Итак, Пьер Абеляр покинул родную Бретань, свой родовой замок, свою семью и, по его собственному выражению, «постоянно ведя диспуты», путешествовал из одной школы в другую, движимый неуемной, неутомимой жаждой, страстным желанием (которое было сродни алчности) наполнить свою память и свой рассудок всеми средствами и способами дефиниций, а также приемами и методами аргументации, что были «в ходу» в ту пору. Он научился правильно использовать философские термины, без чего нельзя было приступать к изучению «категорий» Аристотеля, чтобы «познать, что такое есть род, отличие, порода, вид, что есть сущность, что есть свойства, присущие чему-либо, и что есть случайность, акциденция, внешний признак». Далее в связи с этим Абеляр писал: «Возьмем некоего человека, индивидуума, например Сократа.
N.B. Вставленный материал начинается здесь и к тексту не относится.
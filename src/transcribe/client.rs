//! Core `Transcriber` trait and `HttpTranscriber` implementation.
//!
//! `HttpTranscriber` posts the recorded audio as a multipart form body to
//! any endpoint that answers `{ "transcript": "..." }` — the `file` field
//! carries the payload bytes under the payload's own MIME tag. All
//! connection details come from [`TranscriptionConfig`]; nothing is
//! hardcoded.

use async_trait::async_trait;
use serde::Deserialize;
use thiserror::Error;

use crate::audio::AudioPayload;
use crate::config::TranscriptionConfig;

// ---------------------------------------------------------------------------
// TranscribeError
// ---------------------------------------------------------------------------

/// Errors that can occur while transcribing a recording.
#[derive(Debug, Error)]
pub enum TranscribeError {
    /// HTTP transport or connection error.
    #[error("HTTP request failed: {0}")]
    Request(String),

    /// The request did not complete within the configured timeout.
    #[error("transcription request timed out")]
    Timeout,

    /// The endpoint answered with a non-success status.
    #[error("transcription endpoint returned {code}: {body}")]
    Status { code: u16, body: String },

    /// The HTTP response could not be parsed as expected JSON.
    #[error("failed to parse transcription response: {0}")]
    Parse(String),

    /// The payload's MIME tag was rejected by the multipart builder.
    #[error("invalid audio MIME type: {0}")]
    InvalidMime(String),
}

impl From<reqwest::Error> for TranscribeError {
    fn from(e: reqwest::Error) -> Self {
        if e.is_timeout() {
            TranscribeError::Timeout
        } else {
            TranscribeError::Request(e.to_string())
        }
    }
}

// ---------------------------------------------------------------------------
// Transcriber trait
// ---------------------------------------------------------------------------

/// Async trait for audio transcription.
///
/// Implementors must be `Send + Sync` so they can be shared across tasks
/// (e.g. wrapped in `Arc<dyn Transcriber>`).
#[async_trait]
pub trait Transcriber: Send + Sync {
    /// Convert `payload` into text. The payload is consumed — one recording,
    /// one request.
    async fn transcribe(&self, payload: AudioPayload) -> Result<String, TranscribeError>;
}

// ---------------------------------------------------------------------------
// HttpTranscriber
// ---------------------------------------------------------------------------

/// Expected JSON shape of the transcription endpoint's answer.
#[derive(Deserialize)]
struct TranscriptResponse {
    transcript: String,
}

/// Posts audio to a remote transcription endpoint as a multipart form.
///
/// # No hardcoded URLs
/// All connection details (`url`, `api_key`, `timeout_secs`) come exclusively
/// from the [`TranscriptionConfig`] passed to [`HttpTranscriber::from_config`].
pub struct HttpTranscriber {
    client: reqwest::Client,
    config: TranscriptionConfig,
}

impl HttpTranscriber {
    /// Build an `HttpTranscriber` from application config.
    ///
    /// The HTTP client is pre-configured with the per-request timeout from
    /// `config.timeout_secs`. A default (no-timeout) client is used as a
    /// last-resort fallback if the builder fails (should never happen in
    /// practice).
    pub fn from_config(config: &TranscriptionConfig) -> Self {
        let client = reqwest::Client::builder()
            .timeout(std::time::Duration::from_secs(config.timeout_secs))
            .build()
            .unwrap_or_else(|_| reqwest::Client::new());

        Self {
            client,
            config: config.clone(),
        }
    }
}

#[async_trait]
impl Transcriber for HttpTranscriber {
    /// Upload `payload` and return the endpoint's transcript.
    ///
    /// The `Authorization: Bearer …` header is attached **only** when
    /// `config.api_key` is `Some(key)` and `key` is non-empty — safe for
    /// local backends that require no authentication.
    async fn transcribe(&self, payload: AudioPayload) -> Result<String, TranscribeError> {
        log::debug!(
            "transcribe: uploading {} bytes ({}, {:.1} s)",
            payload.bytes.len(),
            payload.mime,
            payload.duration_secs
        );

        let file_name = payload.file_name();
        let part = reqwest::multipart::Part::bytes(payload.bytes)
            .file_name(file_name)
            .mime_str(&payload.mime)
            .map_err(|e| TranscribeError::InvalidMime(e.to_string()))?;
        let form = reqwest::multipart::Form::new().part("file", part);

        let mut req = self.client.post(&self.config.url).multipart(form);

        // Attach Authorization header only when api_key is a non-empty string.
        let key = self.config.api_key.as_deref().unwrap_or("");
        if !key.is_empty() {
            req = req.bearer_auth(key);
        }

        let response = req.send().await?;

        let status = response.status();
        if !status.is_success() {
            let body = response.text().await.unwrap_or_default();
            return Err(TranscribeError::Status {
                code: status.as_u16(),
                body,
            });
        }

        let parsed: TranscriptResponse = response
            .json()
            .await
            .map_err(|e| TranscribeError::Parse(e.to_string()))?;

        log::debug!("transcribe: transcript = {:?}", parsed.transcript);
        Ok(parsed.transcript)
    }
}

// ---------------------------------------------------------------------------
// Tests
// ---------------------------------------------------------------------------
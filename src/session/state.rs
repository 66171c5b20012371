//! Session state machine and shared conversation state.
//!
//! [`SessionPhase`] drives the orchestrator's state machine. [`SessionState`]
//! is the single source of truth for the conversation: current phase, the
//! latest input text (typed or transcribed) and the latest generated reply.
//!
//! [`SharedSession`] is a type alias for `Arc<Mutex<SessionState>>` — cheap
//! to clone and safe to share across tasks.

use std::sync::{Arc, Mutex};

// ---------------------------------------------------------------------------
// SessionPhase
// ---------------------------------------------------------------------------

/// Phases of the conversation loop.
///
/// The state machine transitions are:
///
/// ```text
/// Idle ──start ok──▶ Recording ──stop ok──▶ AwaitingTranscript
///                              ──stop err─▶ Idle (no payload)
/// AwaitingTranscript ──transcript ok──▶ AwaitingResponse
///                    ──transcript err─▶ Idle (input text retained)
/// AwaitingResponse ──reply ok──▶ Idle (reply set, playback fires)
///                  ──reply err─▶ Idle (reply unchanged, no playback)
/// Idle ──manual submit──▶ AwaitingResponse  (skips the audio path)
/// ```
///
/// There is no terminal phase; the loop is cyclic by design.
#[derive(Debug, Clone, Copy, PartialEq, Eq)]
pub enum SessionPhase {
    /// Waiting for the user to start recording or submit text.
    Idle,

    /// Microphone capture is active.
    Recording,

    /// A recording has been finalised; the transcription request is in flight.
    AwaitingTranscript,

    /// A prompt has been sent; the generation request is in flight.
    AwaitingResponse,
}

impl SessionPhase {
    /// Returns `true` while the loop is recording or has a request in flight.
    ///
    /// ```
    /// use talkmatic::session::SessionPhase;
    ///
    /// assert!(!SessionPhase::Idle.is_busy());
    /// assert!(SessionPhase::Recording.is_busy());
    /// assert!(SessionPhase::AwaitingTranscript.is_busy());
    /// assert!(SessionPhase::AwaitingResponse.is_busy());
    /// ```
    pub fn is_busy(&self) -> bool {
        !matches!(self, SessionPhase::Idle)
    }

    /// A short human-readable label suitable for a status line.
    pub fn label(&self) -> &'static str {
        match self {
            SessionPhase::Idle => "Idle",
            SessionPhase::Recording => "Recording",
            SessionPhase::AwaitingTranscript => "Transcribing",
            SessionPhase::AwaitingResponse => "Thinking",
        }
    }
}

impl Default for SessionPhase {
    fn default() -> Self {
        SessionPhase::Idle
    }
}

// ---------------------------------------------------------------------------
// SessionState
// ---------------------------------------------------------------------------

/// Shared conversation state — mutated only by the session orchestrator and
/// its spawned exchange tasks; destroyed on teardown, never persisted.
#[derive(Debug, Default)]
pub struct SessionState {
    /// Current phase of the conversation loop.
    pub phase: SessionPhase,

    /// The latest prompt text: either the last transcript or the last
    /// manually submitted line. Empty until the first exchange.
    pub input_text: String,

    /// The latest generated reply. Empty until the first successful
    /// generation; left untouched by failed requests.
    pub response_text: String,
}

impl SessionState {
    /// The recording flag of the data model: true exactly while capturing.
    pub fn recording(&self) -> bool {
        self.phase == SessionPhase::Recording
    }
}

// ---------------------------------------------------------------------------
// SharedSession
// ---------------------------------------------------------------------------

/// Thread-safe handle to [`SessionState`].
///
/// Cheap to clone (`Arc` clone). Lock with `.lock().unwrap()` for a short
/// critical section; do **not** hold the lock across `.await` points.
pub type SharedSession = Arc<Mutex<SessionState>>;

/// Construct a new [`SharedSession`] wrapping a default [`SessionState`].
pub fn new_shared_session() -> SharedSession {
    Arc::new(Mutex::new(SessionState::default()))
}

// ---------------------------------------------------------------------------
// Tests
// ---------------------------------------------------------------------------
//! Transcription client — audio payload → text over HTTP.
//!
//! This module provides:
//! * [`Transcriber`] — async trait implemented by all transcription backends.
//! * [`HttpTranscriber`] — multipart-upload client for a remote endpoint.
//! * [`TranscribeError`] — error variants for transcription operations.
//!
//! # Quick start
//!
//! ```rust,no_run
//! use talkmatic::audio::AudioPayload;
//! use talkmatic::config::AppConfig;
//! use talkmatic::transcribe::{HttpTranscriber, Transcriber};
//!
//! #[tokio::main]
//! async fn main() {
//!     let config = AppConfig::default();
//!     let transcriber = HttpTranscriber::from_config(&config.transcription);
//!
//!     let payload = AudioPayload {
//!         bytes: std::fs::read("speech.wav").unwrap(),
//!         mime: "audio/wav".into(),
//!         duration_secs: 2.0,
//!     };
//!     let transcript = transcriber.transcribe(payload).await.unwrap();
//!     println!("{transcript}");
//! }
//! ```

pub mod client;

pub use client::{HttpTranscriber, TranscribeError, Transcriber};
Он имеет нечто особенное, некое свойство, определяющее его сущность, нечто, что делает его именно Сократом, а не кем-то другим. Но если пренебречь этим отличительным свойством („сократичностью“), то в Сократе нельзя будет видеть никого, кроме просто человека, то есть разумного и смертного животного, и вот это и есть род (род человеческий). Если же при рассуждениях, производимых в уме, пренебречь еще и тем фактом, что он разумен и смертен, остается только то, что означает термин „животное“, и это и есть род…» и т. д. Абеляр научился устанавливать связи, существующие между родом и видом, которые представляют собой связи и отношения между целым и частью; он научился отличать сущность от случайности, овладел правилами построения силлогизмов, научился верно использовать посылки силлогизмов и ставить их на соответствующее место, чтобы иметь возможность делать выводы (все люди смертны, Сократ — человек, а потому Сократ…). Короче говоря, Абеляр овладел всеми основами отвлеченных рассуждений и умозаключений, суть которых по моде того времени выражали в коротких мнемотехнических стихах: «Коль есть солнце, значит, есть свет; сейчас светит солнце, значит, есть свет; без солнца света нет; сейчас есть свет, значит, светит солнце; не может быть такого, чтобы светило солнце, но была бы тьма; сейчас светит солнце, значит, есть свет» и т. д.
9
Это произведение можно назвать его автобиографией, оно известно в русском переводе как «История моих бедствий». — Прим. пер.
10
Здесь и далее отрывки из «Истории моих бедствий» даны в переводе Ю. М. Розенберг.